Gary Taxali was born in 1968 Chandgarh, India but was raised in Toronto, Canada. He graduated Ontario collage of Art in 1991 and begun work as an illustrator while exhibiting his art work in galleries. His illustrations have appeared in Time, Rolling Stone, Esquire, Newsweek, New York Times, Business Week to name some and his art is in the collections of The Victoria Albert Museum and The Royal Ontario Museum.
When asked about his work and how it’s characterised by a sense of irony and whimsey he gives the answer,”I try not to characterise my work too much because that starts to limit what it is, as opposed to being open to evolving. I like to laugh, I like to make silly visual comentaries on things, I like whimsy, I like irony, I like slapstick and I’ve liked that stuff since I was a small child. That’s never going to go away.” With this, Taxali has strong professional ethics and says,” I don’t give my work away for free, I don’t sign bad contracts, I don’t draw pictures I’m not happy with, I have self resect for my career and my work, I don’t give away my rights ever and i don’t like low ball. I try to maintain industry professional standards.”
Though a lot of his work has been illustration for books and magazines he feels his style can cross boarders and can be suited to everything.
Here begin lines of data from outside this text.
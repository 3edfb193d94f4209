//! Book catalog service

use std::sync::Arc;

use validator::Validate;

use crate::{
    error::{AppError, AppResult},
    models::book::{Book, BookQuery, BookStatus, CreateBook, UpdateBook},
    repository::{BooksStore, LoansStore},
};

#[derive(Clone)]
pub struct CatalogService {
    books: Arc<dyn BooksStore>,
    loans: Arc<dyn LoansStore>,
}

impl CatalogService {
    pub fn new(books: Arc<dyn BooksStore>, loans: Arc<dyn LoansStore>) -> Self {
        Self { books, loans }
    }

    /// A bid still held by an active loan cannot be given to a catalog entry,
    /// since that entry would show as available while the copy is out.
    async fn ensure_bid_not_on_loan(&self, bid: i32) -> AppResult<()> {
        if self.loans.has_active_loan(bid).await? {
            return Err(AppError::Conflict(format!(
                "Bid {} is still held by an active loan; return it first",
                bid
            )));
        }
        Ok(())
    }

    /// List books with optional filters
    pub async fn list_books(&self, query: &BookQuery) -> AppResult<Vec<Book>> {
        self.books.list(query).await
    }

    pub async fn get_book(&self, id: i32) -> AppResult<Book> {
        self.books.get_by_id(id).await
    }

    /// Add a book to the catalog
    pub async fn add_book(&self, book: CreateBook) -> AppResult<Book> {
        book.validate()?;

        // Only a loan may put a book in the issued state
        if book.status == BookStatus::Issued {
            return Err(AppError::Validation(
                "New books must be available; issue a loan to mark a book issued".to_string(),
            ));
        }

        if self.books.bid_exists(book.bid, None).await? {
            return Err(AppError::Conflict(format!("A book with bid {} already exists", book.bid)));
        }
        self.ensure_bid_not_on_loan(book.bid).await?;

        let created = self.books.create(&book).await?;
        tracing::info!(book_id = created.id, bid = created.bid, "Book added");
        Ok(created)
    }

    /// Update an existing book
    pub async fn update_book(&self, id: i32, book: UpdateBook) -> AppResult<Book> {
        book.validate()?;

        let existing = self.books.get_by_id(id).await?;

        if let Some(bid) = book.bid.filter(|bid| *bid != existing.bid) {
            if existing.status == BookStatus::Issued {
                return Err(AppError::Conflict(format!(
                    "Book {} is on loan, its bid cannot change",
                    existing.bid
                )));
            }
            if self.books.bid_exists(bid, Some(id)).await? {
                return Err(AppError::Conflict(format!("A book with bid {} already exists", bid)));
            }
            self.ensure_bid_not_on_loan(bid).await?;
        }

        // The store re-checks the loan state atomically with the write
        let updated = self.books.update(id, &book).await?;
        tracing::info!(book_id = updated.id, bid = updated.bid, "Book updated");
        Ok(updated)
    }

    /// Delete a book. Active loans on it are not checked.
    pub async fn delete_book(&self, id: i32) -> AppResult<()> {
        self.books.delete(id).await?;
        tracing::info!(book_id = id, "Book deleted");
        Ok(())
    }
}

#[cfg(test)]
mod tests {
    use super::*;
    use crate::repository::{MockBooksStore, MockLoansStore};
    use chrono::{TimeZone, Utc};
    use mockall::predicate::eq;

    fn book(id: i32, bid: i32, status: BookStatus) -> Book {
        let at = Utc.with_ymd_and_hms(2024, 1, 1, 0, 0, 0).unwrap();
        Book {
            id,
            bid,
            title: "The Left Hand of Darkness".to_string(),
            author: "Ursula K. Le Guin".to_string(),
            category: "Fiction".to_string(),
            status,
            created_at: at,
            updated_at: at,
        }
    }

    fn no_active_loans() -> MockLoansStore {
        let mut loans = MockLoansStore::new();
        loans.expect_has_active_loan().returning(|_| Ok(false));
        loans
    }

    fn service(books: MockBooksStore) -> CatalogService {
        CatalogService::new(Arc::new(books), Arc::new(no_active_loans()))
    }

    fn create_request(bid: i32) -> CreateBook {
        CreateBook {
            bid,
            title: "The Left Hand of Darkness".to_string(),
            author: "Ursula K. Le Guin".to_string(),
            category: "Fiction".to_string(),
            status: BookStatus::Available,
        }
    }

    #[tokio::test]
    async fn test_add_book() {
        let mut books = MockBooksStore::new();
        books.expect_bid_exists().with(eq(16), eq(None)).returning(|_, _| Ok(false));
        books
            .expect_create()
            .times(1)
            .returning(|b| Ok(book(1, b.bid, b.status)));

        let created = service(books)
            .add_book(create_request(16))
            .await
            .unwrap();

        assert_eq!(created.bid, 16);
        assert_eq!(created.status, BookStatus::Available);
    }

    #[tokio::test]
    async fn test_add_duplicate_bid_conflicts() {
        let mut books = MockBooksStore::new();
        books.expect_bid_exists().returning(|_, _| Ok(true));
        books.expect_create().never();

        let result = service(books).add_book(create_request(16)).await;
        assert!(matches!(result, Err(AppError::Conflict(_))));
    }

    #[tokio::test]
    async fn test_add_issued_book_rejected() {
        let mut books = MockBooksStore::new();
        books.expect_create().never();

        let mut request = create_request(16);
        request.status = BookStatus::Issued;
        let result = service(books).add_book(request).await;
        assert!(matches!(result, Err(AppError::Validation(_))));
    }

    #[tokio::test]
    async fn test_update_bid_collision_conflicts() {
        let mut books = MockBooksStore::new();
        books
            .expect_get_by_id()
            .returning(|id| Ok(book(id, 16, BookStatus::Available)));
        books
            .expect_bid_exists()
            .with(eq(17), eq(Some(1)))
            .returning(|_, _| Ok(true));
        books.expect_update().never();

        let update = UpdateBook { bid: Some(17), ..Default::default() };
        let result = service(books).update_book(1, update).await;
        assert!(matches!(result, Err(AppError::Conflict(_))));
    }

    #[tokio::test]
    async fn test_update_same_bid_skips_collision_check() {
        let mut books = MockBooksStore::new();
        books
            .expect_get_by_id()
            .returning(|id| Ok(book(id, 16, BookStatus::Issued)));
        books.expect_bid_exists().never();
        books.expect_update().times(1).returning(|id, b| {
            let mut updated = book(id, 16, BookStatus::Issued);
            if let Some(title) = &b.title {
                updated.title = title.clone();
            }
            Ok(updated)
        });

        let update = UpdateBook {
            bid: Some(16),
            title: Some("The Dispossessed".to_string()),
            ..Default::default()
        };
        let updated = service(books)
            .update_book(1, update)
            .await
            .unwrap();
        assert_eq!(updated.title, "The Dispossessed");
    }

    #[tokio::test]
    async fn test_update_bid_of_issued_book_conflicts() {
        let mut books = MockBooksStore::new();
        books
            .expect_get_by_id()
            .returning(|id| Ok(book(id, 16, BookStatus::Issued)));
        books.expect_update().never();

        let update = UpdateBook { bid: Some(18), ..Default::default() };
        let result = service(books).update_book(1, update).await;
        assert!(matches!(result, Err(AppError::Conflict(_))));
    }

    #[tokio::test]
    async fn test_update_and_delete_unknown_book_not_found() {
        let mut books = MockBooksStore::new();
        books
            .expect_get_by_id()
            .returning(|id| Err(AppError::NotFound(format!("Book with id {} not found", id))));
        books
            .expect_delete()
            .returning(|id| Err(AppError::NotFound(format!("Book with id {} not found", id))));

        let svc = service(books);
        let update = UpdateBook { title: Some("x".to_string()), ..Default::default() };
        assert!(matches!(svc.update_book(5, update).await, Err(AppError::NotFound(_))));
        assert!(matches!(svc.delete_book(5).await, Err(AppError::NotFound(_))));
    }

    #[tokio::test]
    async fn test_list_and_get_books() {
        let mut books = MockBooksStore::new();
        books
            .expect_list()
            .withf(|q: &BookQuery| q.status == Some(BookStatus::Available))
            .returning(|_| Ok(vec![book(1, 16, BookStatus::Available)]));
        books
            .expect_get_by_id()
            .with(eq(2))
            .returning(|id| Err(AppError::NotFound(format!("Book with id {} not found", id))));

        let svc = service(books);
        let query = BookQuery {
            status: Some(BookStatus::Available),
            ..Default::default()
        };
        let listed = svc.list_books(&query).await.unwrap();
        assert_eq!(listed.len(), 1);
        assert_eq!(listed[0].bid, 16);

        assert!(matches!(svc.get_book(2).await, Err(AppError::NotFound(_))));
    }

    #[tokio::test]
    async fn test_re_adding_bid_of_deleted_book_on_loan_conflicts() {
        let mut books = MockBooksStore::new();
        books.expect_bid_exists().with(eq(16), eq(None)).returning(|_, _| Ok(false));
        books.expect_create().never();

        let mut loans = MockLoansStore::new();
        loans.expect_has_active_loan().with(eq(16)).returning(|_| Ok(true));

        let result = CatalogService::new(Arc::new(books), Arc::new(loans))
            .add_book(create_request(16))
            .await;
        assert!(matches!(result, Err(AppError::Conflict(_))));
    }

    #[tokio::test]
    async fn test_update_onto_bid_held_by_active_loan_conflicts() {
        let mut books = MockBooksStore::new();
        books
            .expect_get_by_id()
            .returning(|id| Ok(book(id, 17, BookStatus::Available)));
        books.expect_bid_exists().with(eq(16), eq(Some(1))).returning(|_, _| Ok(false));
        books.expect_update().never();

        let mut loans = MockLoansStore::new();
        loans.expect_has_active_loan().with(eq(16)).returning(|_| Ok(true));

        let update = UpdateBook { bid: Some(16), ..Default::default() };
        let result = CatalogService::new(Arc::new(books), Arc::new(loans))
            .update_book(1, update)
            .await;
        assert!(matches!(result, Err(AppError::Conflict(_))));
    }

    #[tokio::test]
    async fn test_update_losing_race_with_issue_conflicts() {
        // Read as available, but a loan was opened before the write landed
        let mut books = MockBooksStore::new();
        books
            .expect_get_by_id()
            .returning(|id| Ok(book(id, 16, BookStatus::Available)));
        books.expect_bid_exists().returning(|_, _| Ok(false));
        books.expect_update().times(1).returning(|_, _| {
            Err(AppError::Conflict("Book 16 is on loan, its bid cannot change".to_string()))
        });

        let update = UpdateBook { bid: Some(18), ..Default::default() };
        let result = service(books).update_book(1, update).await;
        assert!(matches!(result, Err(AppError::Conflict(_))));
    }
}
He finds illustration exciting because on a lot of his assignments he’s felt that he’s the only illustrator suited to the task and has had amazing chemistry with other people involved in the publishing process.
Taxali embraces a range of mixed media. His illustration tends to be screen printed while his fine art is a mix of painting, sculpture, assemblage and installation. His early work was all done without the use of computers though he now uses them in his screen printing process. He says that over the coarse of his career he has become more interested in computers as a tool and as he branches into toy design the 3D software is helpful. He also sites a growing interest in animation.
Taxali’s fine art work and his illustration feature similar characters and themes. Although both these creative experiences are different, he sees it as the same person speaking and that in illustration the concept and the idea you work within are to serve the needs of the art director or editor. His personal work he approaches in a different way, here the imagery is not governed so much by the concept. Both sides of Taxali’s work feul each other. He says that the personal work and the freedom that it gives him to experiment is a factor of his success in the graphic design field.